William the Silent, made of more statesmanlike stuff than these zealots, would actually enter Ghent himself the next year to disarm the ruling clique, realizing that firebrands were driving Catholic cities back into Spanish arms.
But he could not contain the schism. Spain ultimately kept the Catholic-leaning territories that today comprise Luxembourg and Belgium (including Ghent), while the Protestant Netherlands fought onward to independence.
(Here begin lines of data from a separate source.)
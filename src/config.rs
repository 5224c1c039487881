//! Process configuration from environment variables

use crate::outline::{OutlineSettings, DEFAULT_KEY_METHOD};
use std::path::PathBuf;
use std::time::Duration;
use thiserror::Error;

const DEFAULT_HTTP_TIMEOUT_SECS: u64 = 30;

#[derive(Debug, Error, PartialEq, Eq)]
pub enum ConfigError {
    #[error("{0} must be set")]
    Missing(&'static str),
    #[error("{name} must be a whole number of seconds, got {value:?}")]
    Seconds { name: &'static str, value: String },
}

#[derive(Debug, Clone, PartialEq, Eq)]
pub struct Config {
    pub inventory_file: PathBuf,
    pub outline_method: String,
    /// Sessions idle this long are ended; `None` keeps them forever
    pub idle_timeout: Option<Duration>,
    pub http_timeout: Duration,
}

impl Config {
    pub fn from_env() -> Result<Self, ConfigError> {
        Self::from_lookup(|name| std::env::var(name).ok())
    }

    fn from_lookup(var: impl Fn(&str) -> Option<String>) -> Result<Self, ConfigError> {
        let seconds = |name: &'static str| -> Result<Option<Duration>, ConfigError> {
            var(name)
                .filter(|v| !v.trim().is_empty())
                .map(|value| {
                    value
                        .trim()
                        .parse()
                        .map(Duration::from_secs)
                        .map_err(|_| ConfigError::Seconds { name, value })
                })
                .transpose()
        };

        Ok(Self {
            inventory_file: var("KEYDESK_INVENTORY_FILE")
                .filter(|v| !v.is_empty())
                .map(PathBuf::from)
                .ok_or(ConfigError::Missing("KEYDESK_INVENTORY_FILE"))?,
            outline_method: var("KEYDESK_OUTLINE_METHOD")
                .unwrap_or_else(|| DEFAULT_KEY_METHOD.to_string()),
            idle_timeout: seconds("KEYDESK_IDLE_TIMEOUT_SECS")?,
            http_timeout: seconds("KEYDESK_HTTP_TIMEOUT_SECS")?
                .unwrap_or(Duration::from_secs(DEFAULT_HTTP_TIMEOUT_SECS)),
        })
    }

    pub fn outline_settings(&self) -> OutlineSettings {
        OutlineSettings {
            method: self.outline_method.clone(),
            timeout: self.http_timeout,
        }
    }
}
* “Minnenbroder,” Borris explains, “may be a satiric pun on the word minne (which had come to mean debauchery), suggesting ‘brothers in lust’ as opposed to brotherly love. Hogenberg connects sodomy with ‘godlessness,’ as was common.”
On this day..
- 1748: Marretje Arents, for the Pachtersoproer
- 1393: Karsten Sarnow, Stralsund mayor
- 2006: Sedley Alley
- 1906: Four Egyptians for the Denshawai Incident
- 1680: The wife of Abdullah Celebi, and her Jewish lover
- 1816: Five Ely and Littleport rioters
- 1927: Jindrich Bazant, killer rake
- 1776: Thomas Hickey, plotting against George Washington
- 1844: Gabriel de la Concepcion Valdes, "Placido"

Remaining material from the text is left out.